Zika is a disease that is spread by mosquitoes (Aedes albopictus and Aedes aegypti). These mosquitoes also spread chikungunya and dengue. Symptoms of Zika include fever, rash, joint pain, and redness of the eyes. Muscle pain and headache also occur. These symptoms usually last for several days to a week. Hospitalization and death are not common with Zika infections. Currently in the United States and in West Virginia, Zika is associated with travel to countries where transmission is being reported (e.g. countries in the Caribbean, Central America, and South America).
Just like chikungunya and dengue, no vaccines or medications are available to prevent or treat Zika virus. Getting plenty of rest, drinking water, and taking medication (e.g. Tylenol) are recommended to treat the symptoms associated with the virus. It also important to avoid mosquitoes during the first week of illness since infections can be spread when a mosquito bites an infected person then bites another person who was not previously infected. Aedes albopictus, a mosquito species found in West Virginia, can transmit Zika.

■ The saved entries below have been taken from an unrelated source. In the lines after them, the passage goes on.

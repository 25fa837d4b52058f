use std::rc::Rc;

use futures::future::{abortable, AbortHandle};
use yew::html::Scope;
use yew::platform::spawn_local;

use engine::location::LocationTracker;
use engine::search::PlaceSearchResolver;
use engine::zone::ZoneDraft;

use crate::config::engine_config;
use crate::platform::api::HttpBackend;
use crate::platform::geocoder::NominatimGeocoder;
use crate::platform::geolocation::BrowserLocationSource;
use crate::platform::timer::GlooTimer;

use super::messages::Msg;

pub type PlaceSearch = PlaceSearchResolver<NominatimGeocoder, GlooTimer>;

pub struct ZoneConfigComponent {
    pub draft: ZoneDraft,

    /// Text currently in the search box.
    pub search_text: String,

    /// Shared with the search tasks spawned for each keystroke.
    pub resolver: Rc<PlaceSearch>,

    pub tracker: Rc<LocationTracker<BrowserLocationSource>>,

    /// Pending one-shot position lookup. Aborting it drops the watch.
    pub position_lookup: Option<AbortHandle>,

    /// The pending lookup was asked for by the user and should move the
    /// center even when one is already set.
    pub center_on_fix: bool,

    pub backend: HttpBackend,

    pub saving: bool,
}

impl ZoneConfigComponent {
    pub fn new() -> Self {
        let config = engine_config();
        Self {
            draft: ZoneDraft::new(config.zone.clone()),
            search_text: String::new(),
            resolver: Rc::new(PlaceSearchResolver::new(
                NominatimGeocoder::default(),
                GlooTimer,
                config.search,
            )),
            tracker: Rc::new(LocationTracker::new(BrowserLocationSource::default())),
            position_lookup: None,
            center_on_fix: false,
            backend: HttpBackend::default(),
            saving: false,
        }
    }

    /// Looks the device position up once; the answer arrives as
    /// [`Msg::PositionFound`].
    pub fn locate(&mut self, link: Scope<ZoneConfigComponent>) {
        let tracker = Rc::clone(&self.tracker);
        let (lookup, handle) = abortable(async move { tracker.current_position().await });
        self.position_lookup = Some(handle);
        spawn_local(async move {
            if let Ok(result) = lookup.await {
                link.send_message(Msg::PositionFound(result));
            }
        });
    }

    /// Abandons a pending lookup, clearing its platform watch.
    pub fn stop_locating(&mut self) {
        if let Some(handle) = self.position_lookup.take() {
            handle.abort();
        }
    }
}
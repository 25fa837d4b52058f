//! REST client for the attendance backend.

use async_trait::async_trait;
use common::requests::{CheckInRequest, ErrorResponse};
use engine::backend::AttendanceBackend;
use engine::error::BackendError;
use engine::Zone;
use gloo_net::http::{Request, Response};

use crate::config::API_PATH;

#[derive(Clone)]
pub struct HttpBackend {
    base: String,
}

impl HttpBackend {
    pub fn new(base: impl Into<String>) -> Self {
        Self { base: base.into() }
    }

    fn url(&self, path: &str) -> String {
        format!("{}{}", self.base, path)
    }
}

impl Default for HttpBackend {
    fn default() -> Self {
        Self::new(API_PATH)
    }
}

fn transport(error: gloo_net::Error) -> BackendError {
    BackendError::Transport(error.to_string())
}

/// Passes 2xx responses through and turns anything else into
/// [`BackendError::Rejected`], using the server's `{ "error": ... }` body
/// when it sent one.
async fn accepted(response: Response) -> Result<Response, BackendError> {
    if response.ok() {
        return Ok(response);
    }
    let status = response.status();
    let body = response.text().await.unwrap_or_default();
    let message = match serde_json::from_str::<ErrorResponse>(&body) {
        Ok(parsed) => parsed.error,
        Err(_) if !body.trim().is_empty() => body,
        Err(_) => response.status_text(),
    };
    Err(BackendError::Rejected { status, message })
}

#[async_trait(?Send)]
impl AttendanceBackend for HttpBackend {
    async fn load_zone(&self) -> Result<Option<Zone>, BackendError> {
        let response = Request::get(&self.url("/zone"))
            .send()
            .await
            .map_err(transport)?;
        accepted(response)
            .await?
            .json::<Option<Zone>>()
            .await
            .map_err(|error| BackendError::Decode(error.to_string()))
    }

    async fn save_zone(&self, zone: &Zone) -> Result<(), BackendError> {
        let response = Request::post(&self.url("/zone"))
            .json(zone)
            .map_err(transport)?
            .send()
            .await
            .map_err(transport)?;
        accepted(response).await.map(|_| ())
    }

    async fn submit_checkin(&self, request: &CheckInRequest) -> Result<(), BackendError> {
        let response = Request::post(&self.url("/checkin"))
            .json(request)
            .map_err(transport)?
            .send()
            .await
            .map_err(transport)?;
        accepted(response).await.map(|_| ())
    }
}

Pregnant women in any trimester are advised not to travel to areas with ongoing Zika virus transmission due to poor pregnancy outcomes in babies of infected mothers. Microcephaly, a condition where a baby is born with a smaller than normal head, has been reported in Brazil and some other countries. Sexual transmission of Zika has also been reported.
Report within 24 HOURS to the local health department.